If you want to mainly do directional freeriding (especially if you want to carve turns instead of skidding them), don't have much interest in the park or little spinny tricks, and if you have a freeride board with stiffness above a wet noodle, you'd do very well to crank your bindings to higher angles. Anything from 35-45 Front and 33-43 Rear would be good. Higher angles will work better for higher speeds and directional freeriding for a few reasons. First, it will eliminate boot overhang, so when you set the board on edge, you can rail the board at at high angle to the snow without your boots hitting the snow and tossing you into oblivion. Second, the higher angles balance out the ease at which heelside turns can be made in comparison to toesides. And finally, higher angles provide added support to higher edge angles and carving, especially at higher speeds, since they take advantage of your ankles' natural lateral stiffness. (ie; You'll have much LESS uncontrollable ankle flop and chatter at higher speeds and edge angles, and MORE control.) At some point with increased angles, you'll begin to loose some stability and leverage with soft boots, especially on wider boards, so the angles above are optimum in softboots. (Alpine riders usually run with much steeper angles yet, since they have more support in hardboots and generally ride narrower boards.)

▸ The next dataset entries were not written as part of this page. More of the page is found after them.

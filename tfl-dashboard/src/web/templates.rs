//! Askama templates and view models for the dashboard page.

use askama::Template;
use serde::Serialize;

use crate::analysis::{
    AlertLevel, LineAlert, ModeDisruption, ModeTotals, NetworkSummary, StatusCount, StatusIndex,
    mode_aggregate, station_disruptions,
};
use crate::domain::{BusRouteStatus, Journey, JourneyLeg, LineStatus, Mode, Severity, Station};
use crate::planner::JourneyOutcome;

/// Initial map view: central London.
pub const MAP_CENTER: (f64, f64) = (51.5074, -0.1278);
pub const MAP_ZOOM: u8 = 11;

// ============================================================================
// Page Templates (extend base.html)
// ============================================================================

/// The dashboard.
#[derive(Template)]
#[template(path = "dashboard.html")]
pub struct DashboardTemplate {
    pub summary: SummaryView,
    pub line_options: Vec<OptionView>,
    pub status_options: Vec<OptionView>,
    pub selected_alerts: Vec<AlertView>,
    pub disruption_alerts: Vec<AlertView>,
    pub filtered_lines: Vec<LineRowView>,
    pub route_query: String,
    /// `None` when no route search was made.
    pub route_results: Option<Vec<BusRowView>>,
    pub bus_table: Vec<BusRowView>,
    pub status_chart: Vec<ChartBarView>,
    pub mode_chart: Vec<ChartBarView>,
    pub from_options: Vec<OptionView>,
    pub to_options: Vec<OptionView>,
    /// `None` until both journey stations are chosen.
    pub journey: Option<JourneySectionView>,
}

// ============================================================================
// Colour tables
// ============================================================================

/// Marker colour on the station map.
pub fn map_color(status: &Severity) -> &'static str {
    match status {
        Severity::GoodService => "green",
        Severity::MinorDelays => "orange",
        Severity::SevereDelays => "red",
        Severity::PartClosure => "darkred",
        _ => "gray",
    }
}

/// Bar colour on the status chart.
pub fn chart_color(status: &Severity) -> &'static str {
    match status {
        Severity::ServiceClosed => "purple",
        other => map_color(other),
    }
}

/// CSS class for a status cell in the line and bus tables.
pub fn status_css_class(status: &Severity) -> Option<&'static str> {
    match status {
        Severity::GoodService => Some("good"),
        Severity::MinorDelays => Some("minor"),
        Severity::SevereDelays => Some("severe"),
        Severity::PartClosure => Some("part-closure"),
        _ => None,
    }
}

/// Icon shown next to a journey leg. Modes without one get an empty string.
pub fn mode_icon(mode: &Mode) -> &'static str {
    match mode.as_str() {
        "Walking" => "🚶",
        "Bus" => "🚌",
        "Tube" => "🚇",
        "Dlr" => "🚈",
        "Overground" | "Elizabeth-line" => "🚆",
        _ => "",
    }
}

// ============================================================================
// View Models (for templates)
// ============================================================================

/// Network KPIs, formatted.
#[derive(Debug, Clone)]
pub struct SummaryView {
    pub station_count: usize,
    pub affected_station_count: usize,
    pub line_count: usize,
    pub disrupted_line_count: usize,
    pub disrupted_line_percent: String,
    pub good_line_percent: String,
}

impl SummaryView {
    pub fn from_summary(summary: &NetworkSummary) -> Self {
        Self {
            station_count: summary.station_count,
            affected_station_count: summary.affected_station_count,
            line_count: summary.line_count,
            disrupted_line_count: summary.disrupted_line_count,
            disrupted_line_percent: format!("{:.1}%", summary.disrupted_line_percent),
            good_line_percent: format!("{:.1}%", summary.good_line_percent),
        }
    }
}

/// An entry in a `<select>`.
#[derive(Debug, Clone, PartialEq)]
pub struct OptionView {
    pub value: String,
    pub selected: bool,
}

impl OptionView {
    /// Options for `values`, marking those present in `selected`.
    pub fn list<S: AsRef<str>>(values: &[String], selected: &[S]) -> Vec<Self> {
        values
            .iter()
            .map(|v| OptionView {
                value: v.clone(),
                selected: selected.iter().any(|s| s.as_ref() == v),
            })
            .collect()
    }
}

/// A status callout.
#[derive(Debug, Clone, PartialEq)]
pub struct AlertView {
    pub level: &'static str,
    pub text: String,
}

impl AlertView {
    pub fn from_line_alert(alert: &LineAlert) -> Self {
        let icon = match alert.level {
            AlertLevel::Success => "✅",
            AlertLevel::Warning => "⚠️",
            AlertLevel::Error => "🚨",
        };
        Self {
            level: alert.level.as_str(),
            text: format!("{icon} {}: {}", alert.line_name, alert.status),
        }
    }

    /// A disruption alert, always shown as a warning.
    pub fn disruption(status: &LineStatus) -> Self {
        Self {
            level: AlertLevel::Warning.as_str(),
            text: format!("⚠️ {}: {}", status.line_name, status.status),
        }
    }
}

/// A row of the filtered line table.
#[derive(Debug, Clone)]
pub struct LineRowView {
    pub line_name: String,
    pub status: String,
    pub css_class: &'static str,
}

impl LineRowView {
    pub fn from_status(status: &LineStatus) -> Self {
        Self {
            line_name: status.line_name.clone(),
            status: status.status.to_string(),
            css_class: status_css_class(&status.status).unwrap_or_default(),
        }
    }
}

/// A row of the bus table.
#[derive(Debug, Clone)]
pub struct BusRowView {
    pub route_name: String,
    pub status: String,
    pub reason: String,
    pub css_class: &'static str,
}

impl BusRowView {
    pub fn from_bus(bus: &BusRouteStatus) -> Self {
        Self {
            route_name: bus.route_name.clone(),
            status: bus.status.to_string(),
            reason: bus.reason.clone().unwrap_or_default(),
            css_class: status_css_class(&bus.status).unwrap_or_default(),
        }
    }
}

/// One bar of a horizontal bar chart.
#[derive(Debug, Clone, PartialEq)]
pub struct ChartBarView {
    pub label: String,
    pub value: usize,
    pub color: &'static str,
    /// Bar length relative to the largest bar.
    pub width_percent: usize,
}

/// Bars for the lines-per-status chart.
pub fn status_chart(counts: &[StatusCount]) -> Vec<ChartBarView> {
    let max = counts.iter().map(|c| c.lines).max().unwrap_or(0);
    counts
        .iter()
        .map(|c| ChartBarView {
            label: c.status.to_string(),
            value: c.lines,
            color: chart_color(&c.status),
            width_percent: bar_width(c.lines, max),
        })
        .collect()
}

/// Bars for disrupted lines by transport mode.
pub fn mode_chart(split: &ModeDisruption) -> Vec<ChartBarView> {
    let max = split.tube.max(split.other);
    vec![
        ChartBarView {
            label: "Tube".into(),
            value: split.tube,
            color: "#1f77b4",
            width_percent: bar_width(split.tube, max),
        },
        ChartBarView {
            label: "Other".into(),
            value: split.other,
            color: "#ff7f0e",
            width_percent: bar_width(split.other, max),
        },
    ]
}

fn bar_width(value: usize, max: usize) -> usize {
    if max == 0 { 0 } else { value * 100 / max }
}

/// A station marker on the map.
#[derive(Debug, Clone, PartialEq, Serialize)]
pub struct MarkerView {
    pub name: String,
    pub latitude: f64,
    pub longitude: f64,
    pub color: &'static str,
    pub radius: usize,
    pub popup: Vec<PopupRow>,
}

/// One line in a marker popup.
#[derive(Debug, Clone, PartialEq, Serialize)]
pub struct PopupRow {
    pub line: String,
    pub status: String,
}

/// Markers for every station that serves at least one line.
pub fn station_markers(stations: &[Station], statuses: &[LineStatus]) -> Vec<MarkerView> {
    let index = StatusIndex::new(statuses);
    station_disruptions(stations, statuses)
        .into_iter()
        .map(|d| MarkerView {
            name: d.station.name.clone(),
            latitude: d.station.latitude,
            longitude: d.station.longitude,
            color: map_color(&d.worst_status),
            radius: 5 + d.station.lines.len(),
            popup: d
                .station
                .lines
                .iter()
                .map(|line| PopupRow {
                    line: line.clone(),
                    status: index
                        .get(line)
                        .map(|s| s.to_string())
                        .unwrap_or_else(|| "Unknown".to_string()),
                })
                .collect(),
        })
        .collect()
}

/// The journey planner result area.
#[derive(Debug, Clone)]
pub struct JourneySectionView {
    pub message: Option<String>,
    pub is_error: bool,
    pub options: Vec<JourneyView>,
}

impl JourneySectionView {
    pub fn from_outcome(outcome: &JourneyOutcome) -> Self {
        let options = match outcome {
            JourneyOutcome::Found(journeys) => journeys
                .iter()
                .enumerate()
                .map(|(i, j)| JourneyView::from_journey(i, j))
                .collect(),
            _ => Vec::new(),
        };
        Self {
            message: outcome.message(),
            is_error: outcome.is_error(),
            options,
        }
    }
}

/// One journey option.
#[derive(Debug, Clone, PartialEq)]
pub struct JourneyView {
    /// `Option N`, counting from one.
    pub title: String,
    pub duration: String,
    pub legs: Vec<LegView>,
    /// `None` when no leg has usable times.
    pub mode_summary: Option<String>,
}

impl JourneyView {
    /// Create from the `index`-th journey option.
    pub fn from_journey(index: usize, journey: &Journey) -> Self {
        let duration = match journey.duration_minutes {
            Some(mins) => format!("{mins} mins"),
            None => "Unknown".to_string(),
        };
        let summary = mode_summary(&mode_aggregate(&journey.legs));

        Self {
            title: format!("Option {}", index + 1),
            duration,
            legs: journey.legs.iter().map(LegView::from_leg).collect(),
            mode_summary: (!summary.is_empty()).then_some(summary),
        }
    }
}

/// One leg of a journey option.
#[derive(Debug, Clone, PartialEq)]
pub struct LegView {
    pub icon: &'static str,
    pub name: String,
    pub departure: String,
    pub arrival: String,
    pub disruption: Option<String>,
}

impl LegView {
    pub fn from_leg(leg: &JourneyLeg) -> Self {
        Self {
            icon: mode_icon(&leg.mode),
            name: leg.display_name(),
            departure: leg.departure.display_time(),
            arrival: leg.arrival.display_time(),
            disruption: leg.disruption_note.clone(),
        }
    }
}

/// `🚌 Bus: 25 min | 🚶 Walking: 5 min`
pub fn mode_summary(totals: &ModeTotals) -> String {
    totals
        .iter()
        .map(|(mode, minutes)| match mode_icon(mode) {
            "" => format!("{mode}: {minutes} min"),
            icon => format!("{icon} {mode}: {minutes} min"),
        })
        .collect::<Vec<_>>()
        .join(" | ")
}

For freeriding, keep your stance narrower than what the park guys are using. (18-21" is fine depending on what suits you. Maybe add another inch if you ride powder.) Going much wider facilitates spinning and jumps, but kills the flex pattern of your board which is what you want to retain for freeriding.
Also adjust your highbacks to have a fair bit of forward lean, to help you maintain a low center of gravity on the board, and provide better support for heelsides turns.
IMO, these higher binding angles are underutilized by most freeriders.
Last edited by AAA; 02-25-2008 at 06:39 PM.